Pick up at the line with "impl Default for". Write it out exactly, along with each later line through the end of the data, and nothing more.

[Stored data]
——

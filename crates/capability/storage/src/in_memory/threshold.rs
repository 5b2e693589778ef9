//! 阈值配置内存实现

use crate::error::StorageError;
use crate::traits::ThresholdStore;
use domain::Threshold;
use std::sync::RwLock;

pub struct InMemoryThresholdStore {
    thresholds: RwLock<Vec<Threshold>>,
}

impl InMemoryThresholdStore {
    pub fn new(thresholds: Vec<Threshold>) -> Self {
        Self {
            thresholds: RwLock::new(thresholds),
        }
    }

    /// 替换全部阈值；阈值引擎在下次刷新时读到新配置
    pub fn replace_thresholds(&self, thresholds: Vec<Threshold>) -> Result<(), StorageError> {
        let mut current = self
            .thresholds
            .write()
            .map_err(|_| StorageError::new("lock failed"))?;
        *current = thresholds;
        Ok(())
    }
}

impl Default for InMemoryThresholdStore {
    fn default() -> Self {
        Self::new(Vec::new())
    }
}

#[async_trait::async_trait]
impl ThresholdStore for InMemoryThresholdStore {
    async fn list_thresholds(&self) -> Result<Vec<Threshold>, StorageError> {
        let thresholds = self
            .thresholds
            .read()
            .map_err(|_| StorageError::new("lock failed"))?;
        Ok(thresholds.clone())
    }
}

——

### Answer space
impl Default for InMemoryThresholdStore {
    fn default() -> Self {
        Self::new(Vec::new())
    }
}

#[async_trait::async_trait]
impl ThresholdStore for InMemoryThresholdStore {
    async fn list_thresholds(&self) -> Result<Vec<Threshold>, StorageError> {
        let thresholds = self
            .thresholds
            .read()
            .map_err(|_| StorageError::new("lock failed"))?;
        Ok(thresholds.clone())
    }
}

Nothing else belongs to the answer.